### DESCRIPTION OF THE TASK
Once the line containing "pub fn main_line(&self)" has been copied, stop; copy every line before it exactly, beginning with the first line of the material below.

### RECORDS SHOWN

impl<R: RulesEngine> Navigator<R> {
    pub fn new(rules: R, mode: VariationMode) -> Self {
        let position = rules.initial_position();
        Self {
            rules,
            mode,
            main_line: Vec::new(),
            variations: Vec::new(),
            cursor: Cursor::default(),
            position,
            has_record: false,
            observers: Vec::new(),
        }
    }

    pub fn add_observer(&mut self, observer: Box<dyn NavigatorObserver>) {
        self.observers.push(observer);
    }

    pub fn mode(&self) -> VariationMode {
        self.mode
    }

    pub fn main_line(&self) -> &[String] {
        &self.main_line
    }

    pub fn variations(&self) -> &[Variation] {
        &self.variations
    }

    pub fn cursor(&self) -> Cursor {
        self.cursor
    }

    pub fn position(&self) -> &R::Position {
        &self.position
    }

    pub fn position_id(&self) -> String {
        self.rules.position_id(&self.position)
    }

    pub fn has_record(&self) -> bool {
        self.has_record
    }

    /// The variation the cursor is in, with its ordinal.
    pub fn active_variation(&self) -> Option<(usize, &Variation)> {
        let ordinal = self.cursor.variation?;
        self.variations.get(ordinal).map(|v| (ordinal, v))
    }

    /// Last absolute index of the track the cursor is on.
    pub fn track_end(&self) -> usize {
        match self.active_variation() {
            Some((_, variation)) => variation.end_index(),
            None => self.main_line.len(),
        }
    }

    pub fn at_start(&self) -> bool {
        self.cursor.absolute_index == 0
    }

    pub fn at_end(&self) -> bool {
        self.cursor.absolute_index >= self.track_end()
    }

    // ------------------------------------------------------------------
    // Session lifecycle
    // ------------------------------------------------------------------

    /// Show `record` from its initial position, discarding all variations.
    ///
    /// Undecodable notation leaves an empty main line (the record stays
    /// selected) and returns the decode error.
    pub fn load_game(&mut self, record: &GameRecord) -> Result<(), NavigatorError> {
        let decoded = self.rules.decode(&record.pgn);
        let (main_line, result) = match decoded {
            Ok(moves) => {
                info!(game_id = %record.id, plies = moves.len(), "Loaded game");
                (moves, Ok(()))
            }
            Err(e) => {
                warn!(game_id = %record.id, "Failed to decode game notation: {e}");
                (Vec::new(), Err(NavigatorError::MalformedNotation(e)))
            }
        };

        self.replace_session(main_line, true);
        result
    }

    /// Clear everything and return to a freeform board.
    pub fn reset(&mut self) {
        debug!("Resetting navigator");
        self.replace_session(Vec::new(), false);
    }

    fn replace_session(&mut self, main_line: Vec<String>, has_record: bool) {
        self.main_line = main_line;
        self.variations.clear();
        self.has_record = has_record;
        self.cursor = Cursor::default();
        self.position = self.rules.initial_position();

        self.notify_cursor();
        self.notify_variations();
        if !self.has_record {
            self.notify_history();
        }
    }

    // ------------------------------------------------------------------
    // Navigation
    // ------------------------------------------------------------------

    /// Move the cursor to `absolute_index`, inside variation `variation`
    /// when given and in range, otherwise on the main line.
    ///
    /// Out-of-range requests are ignored and return `false`.
    pub fn go_to(&mut self, absolute_index: usize, variation: Option<usize>) -> bool {
        let Some((line, variation)) = self.line_to(absolute_index, variation) else {
            debug!(absolute_index, ?variation, "Ignoring out-of-range navigation");
            return false;
        };

        match self.rules.replay(&line) {
            Ok(position) => {
                self.publish(Cursor { absolute_index, variation }, position);
                true
            }
            Err(e) => {
                warn!(absolute_index, ?variation, "Replay failed, keeping position: {e}");
                false
            }
        }
    }

    pub fn start(&mut self) -> bool {
        self.go_to(0, None)
    }

    pub fn end(&mut self) -> bool {
        match self.active_bounds() {
            Some((ordinal, _, end)) => self.go_to(end, Some(ordinal)),
            None => self.go_to(self.main_line.len(), None),
        }
    }

    /// One ply back. Stepping back onto (or past) a variation's anchor
    /// leaves the variation; the anchor position is the main line's.
    pub fn previous(&mut self) -> bool {
        let Some(target) = self.cursor.absolute_index.checked_sub(1) else {
            return false;
        };

        match self.active_bounds() {
            Some((ordinal, anchor, _)) if target > anchor => self.go_to(target, Some(ordinal)),
            Some(_) => self.go_to(target.min(self.main_line.len()), None),
            None => self.go_to(target, None),
        }
    }

    /// One ply forward on the current track; stops at a variation's end.
    pub fn next(&mut self) -> bool {
        let target = self.cursor.absolute_index + 1;
        match self.active_bounds() {
            Some((ordinal, _, end)) if target <= end => self.go_to(target, Some(ordinal)),
            Some(_) => false,
            None => self.go_to(target, None),
        }
    }

    /// Leave the active variation, keeping the ply number.
    ///
    /// This is a nearest jump, clamped to the main line's length; when the
    /// variation diverged early the main-line position can differ entirely.
    pub fn to_main_line(&mut self) -> bool {
        if self.cursor.variation.is_none() {
            return false;
        }
        let target = self.cursor.absolute_index.min(self.main_line.len());
        self.go_to(target, None)
    }

    /// Enter variation `ordinal` at its branching point.
    pub fn to_variation(&mut self, ordinal: usize) -> bool {
        match self.variations.get(ordinal).map(|v| v.anchor_index) {
            Some(anchor) => self.go_to(anchor, Some(ordinal)),
            None => false,
        }
    }

    // ------------------------------------------------------------------
    // Playing moves
    // ------------------------------------------------------------------

    /// Play a from/to move (e.g. a board drag) at the cursor.
    pub fn apply_move(
        &mut self,
        from: &str,
        to: &str,
        promotion: Option<char>,
    ) -> Result<MoveOutcome, NavigatorError> {
        let san = self
            .rules
            .try_move(&self.position, from, to, promotion)
            .map_err(|e| {
                debug!(from, to, "Rejected move: {e}");
                NavigatorError::IllegalMove(e)
            })?;
        self.record(san)
    }

    /// Play a move given in notation at the cursor.
    pub fn apply_san(&mut self, san: &str) -> Result<MoveOutcome, NavigatorError> {
        let san = self.rules.try_san(&self.position, san).map_err(|e| {
            debug!(san, "Rejected move: {e}");
            NavigatorError::IllegalMove(e)
        })?;
        self.record(san)
    }

    /// Classify a validated move, append it, and advance the cursor.
    /// Nothing is mutated unless the new position replays cleanly.
    fn record(&mut self, san: String) -> Result<MoveOutcome, NavigatorError> {
        let index = self.cursor.absolute_index;
        let plan = self.plan(index, &san)?;

        let (mut line, _) = self
            .line_to(index, self.cursor.variation)
            .unwrap_or_default();
        line.push(san.clone());
        let position = self
            .rules
            .replay(&line)
            .map_err(NavigatorError::IllegalMove)?;

        let outcome = match plan {
            Plan::Follow(outcome) => outcome,
            Plan::ExtendMainLine => {
                self.main_line.push(san);
                self.notify_history();
                MoveOutcome::ExtendedMainLine
            }
            Plan::ExtendVariation(ordinal) => {
                self.variations[ordinal].moves.push(san);
                self.notify_variations();
                MoveOutcome::ExtendedVariation(ordinal)
            }
            Plan::Branch { anchor_index, mut prefix } => {
                prefix.push(san);
                self.variations.push(Variation {
                    anchor_index,
                    moves: prefix,
                });
                self.notify_variations();
                let ordinal = self.variations.len() - 1;
                info!(ordinal, anchor_index, "Opened variation");
                MoveOutcome::NewVariation(ordinal)
            }
        };

        self.publish(
            Cursor {
                absolute_index: index + 1,
                variation: outcome.variation(),
            },
            position,
        );
        Ok(outcome)
    }

    fn plan(&self, index: usize, san: &str) -> Result<Plan, NavigatorError> {
        if let Some((ordinal, variation)) = self.active_variation() {
            let local = index - variation.anchor_index;
            return match variation.moves.get(local) {
                None => Ok(Plan::ExtendVariation(ordinal)),
                Some(next) if next == san => {
                    Ok(Plan::Follow(MoveOutcome::FollowedVariation(ordinal)))
                }
                // The anchor is a main-line position; its next move stays there.
                Some(_) if local == 0 && self.main_line.get(index).is_some_and(|m| m == san) => {
                    Ok(Plan::Follow(MoveOutcome::FollowedMainLine))
                }
                // Mid-variation deviation forks a copy of the prefix.
                Some(_) => self.branch(variation.anchor_index, variation.moves[..local].to_vec()),
            };
        }

        match self.main_line.get(index) {
            Some(next) if next == san => Ok(Plan::Follow(MoveOutcome::FollowedMainLine)),
            Some(_) => self.branch(index, Vec::new()),
            None if !self.has_record => Ok(Plan::ExtendMainLine),
            // Recorded history is never extended in place.
            None => self.branch(index, Vec::new()),
        }
    }

    fn branch(&self, anchor_index: usize, prefix: Vec<String>) -> Result<Plan, NavigatorError> {
        if self.mode.allows_branching() {
            Ok(Plan::Branch {
                anchor_index,
                prefix,
            })
        } else {
            Err(NavigatorError::BranchingDisabled)
        }
    }

    // ------------------------------------------------------------------
    // Internals
    // ------------------------------------------------------------------

    /// `(ordinal, anchor, end)` of the active variation.
    fn active_bounds(&self) -> Option<(usize, usize, usize)> {
        self.active_variation()
            .map(|(ordinal, v)| (ordinal, v.anchor_index, v.end_index()))
    }

    /// Moves to replay for a cursor target, and the variation it resolves to.
    fn line_to(
        &self,
        absolute_index: usize,
        variation: Option<usize>,
    ) -> Option<(Vec<String>, Option<usize>)> {
        if let Some(ordinal) = variation {
            if let Some(v) = self.variations.get(ordinal) {
                if let Some(local) = v.local_index(absolute_index) {
                    let mut line = self.main_line.get(..v.anchor_index)?.to_vec();
                    line.extend_from_slice(&v.moves[..local]);
                    return Some((line, Some(ordinal)));
                }
            }
        }

        let line = self.main_line.get(..absolute_index)?.to_vec();
        Some((line, None))
    }

    fn publish(&mut self, cursor: Cursor, position: R::Position) {
        self.cursor = cursor;
        self.position = position;
        self.notify_cursor();
    }

    fn notify_cursor(&mut self) {
        let index = self.cursor.absolute_index;
        for observer in &mut self.observers {
            observer.on_cursor_change(index);
        }
    }

    fn notify_variations(&mut self) {
        for observer in &mut self.observers {
            observer.on_variations_change(&self.variations);
        }
    }

    fn notify_history(&mut self) {
        for observer in &mut self.observers {
            observer.on_history_change(&self.main_line);
        }
    }
}
//! PGN utilities: regex-based header extraction plus a `pgn-reader` visitor
//! that decodes and validates the mainline.

use std::io;
use std::ops::ControlFlow;
use std::sync::LazyLock;

use pgn_reader::{Reader, SanPlus, Visitor};
use regex::Regex;
use shakmaty::Chess;

use crate::game_data::GameRecord;

static HEADER_RE: LazyLock<Regex> =
    LazyLock::new(|| Regex::new(r#"\[(\w+)\s+"([^"]*)"\]"#).expect("static header regex"));

#[derive(Debug, thiserror::Error)]
pub enum PgnError {
    #[error("Illegal move '{san}' at ply {ply}")]
    IllegalMove { san: String, ply: usize },

    #[error("No game found in notation text")]
    Empty,

    #[error(transparent)]
    Io(#[from] io::Error),
}

/// Tag pairs the viewer cares about.
#[derive(Debug, Clone, Default, PartialEq, Eq)]
pub struct PgnHeaders {
    pub white: Option<String>,
    pub black: Option<String>,
    pub result: Option<String>,
    pub date: Option<String>,
    pub time_control: Option<String>,
    pub eco: Option<String>,
    pub event: Option<String>,
}

/// Extract known headers from a PGN string.
pub fn parse_headers(pgn: &str) -> PgnHeaders {
    let mut headers = PgnHeaders::default();

    for cap in HEADER_RE.captures_iter(pgn) {
        let value = cap[2].to_string();
        match &cap[1] {
            "White" => headers.white = Some(value),
            "Black" => headers.black = Some(value),
            "Result" => headers.result = Some(value),
            "Date" => headers.date = Some(value),
            "TimeControl" => headers.time_control = Some(value),
            "ECO" => headers.eco = Some(value),
            "Event" => headers.event = Some(value),
            _ => {}
        }
    }

    headers
}

/// Extract a single header value. Empty values count as missing.
pub fn extract_header(pgn: &str, header_name: &str) -> Option<String> {
    let pattern = format!(r#"\[{}\s+"([^"]*)"\]"#, regex::escape(header_name));
    let re = Regex::new(&pattern).ok()?;
    let value = re.captures(pgn)?.get(1)?.as_str().to_string();
    if value.is_empty() { None } else { Some(value) }
}

/// Game id from a `Site` header such as `https://lichess.org/abcd1234`.
pub fn site_game_id(pgn: &str) -> Option<String> {
    let site = extract_header(pgn, "Site")?;
    let (_, path) = site.split_once("://")?;
    let id = path.trim_end_matches('/').rsplit('/').next()?;
    let plausible = !id.is_empty()
        && path.contains('/')
        && id.bytes().all(|b| b.is_ascii_alphanumeric());
    plausible.then(|| id.to_string())
}

/// Build a record from raw PGN text, e.g. a file picked by the user.
pub fn record_from_pgn(id: &str, pgn: &str) -> GameRecord {
    let headers = parse_headers(pgn);
    GameRecord {
        id: id.to_string(),
        white: headers.white.unwrap_or_else(|| "Unknown".to_string()),
        black: headers.black.unwrap_or_else(|| "Unknown".to_string()),
        result: headers.result.unwrap_or_else(|| "*".to_string()),
        date: headers.date.unwrap_or_default(),
        eco: headers.eco,
        pgn: pgn.to_string(),
        time_control: headers.time_control,
        event: headers.event,
    }
}

/// Split a multi-game PGN file into one text per game. A tag line that
/// follows movetext starts the next game.
pub fn split_games(text: &str) -> Vec<String> {
    let mut games = Vec::new();
    let mut current = String::new();
    let mut seen_movetext = false;

    for line in text.lines() {
        let trimmed = line.trim();
        if trimmed.starts_with('[') {
            if seen_movetext {
                games.push(current.trim().to_string());
                current.clear();
                seen_movetext = false;
            }
        } else if !trimmed.is_empty() {
            seen_movetext = true;
        }
        current.push_str(line);
        current.push('\n');
    }

    if !current.trim().is_empty() {
        games.push(current.trim().to_string());
    }
    games
}

/// Replays the mainline while reading it, so every SAN is checked against
/// the position it is played from. Side lines are skipped by the reader.
struct MainlineDecoder;

struct DecodeState {
    pos: Chess,
    moves: Vec<String>,
}

impl Visitor for MainlineDecoder {
    type Tags = ();
    type Movetext = DecodeState;
    type Output = Result<Vec<String>, PgnError>;

    fn begin_tags(&mut self) -> ControlFlow<Self::Output, Self::Tags> {
        ControlFlow::Continue(())
    }

    fn begin_movetext(&mut self, _tags: Self::Tags) -> ControlFlow<Self::Output, Self::Movetext> {
        ControlFlow::Continue(DecodeState {
            pos: Chess::default(),
            moves: Vec::new(),
        })
    }

    fn san(&mut self, state: &mut DecodeState, san_plus: SanPlus) -> ControlFlow<Self::Output> {
        match san_plus.san.to_move(&state.pos) {
            Ok(mv) => {
                // Re-render so check markers and disambiguation match what the
                // rules engine produces for moves played on the board.
                let san = SanPlus::from_move_and_play_unchecked(&mut state.pos, mv);
                state.moves.push(san.to_string());
                ControlFlow::Continue(())
            }
            Err(e) => {
                let ply = state.moves.len() + 1;
                tracing::debug!(san = %san_plus, ply, "Illegal move in PGN: {e}");
                ControlFlow::Break(Err(PgnError::IllegalMove {
                    san: san_plus.san.to_string(),
                    ply,
                }))
            }
        }
    }

    fn end_game(&mut self, state: DecodeState) -> Self::Output {
        Ok(state.moves)
    }
}

/// Decode the mainline of the first game in `pgn` into SAN moves.
///
/// Comments, NAGs and parenthesised variations are ignored. A game with
/// headers but no moves decodes to an empty list; text with no game at all is
/// `PgnError::Empty`.
pub fn decode_moves(pgn: &str) -> Result<Vec<String>, PgnError> {
    let mut reader = Reader::new(io::Cursor::new(pgn.as_bytes()));
    match reader.read_game(&mut MainlineDecoder)? {
        Some(result) => result,
        None => Err(PgnError::Empty),
    }
}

### THE ANSWER
impl<R: RulesEngine> Navigator<R> {
    pub fn new(rules: R, mode: VariationMode) -> Self {
        let position = rules.initial_position();
        Self {
            rules,
            mode,
            main_line: Vec::new(),
            variations: Vec::new(),
            cursor: Cursor::default(),
            position,
            has_record: false,
            observers: Vec::new(),
        }
    }

    pub fn add_observer(&mut self, observer: Box<dyn NavigatorObserver>) {
        self.observers.push(observer);
    }

    pub fn mode(&self) -> VariationMode {
        self.mode
    }

    pub fn main_line(&self) -> &[String] {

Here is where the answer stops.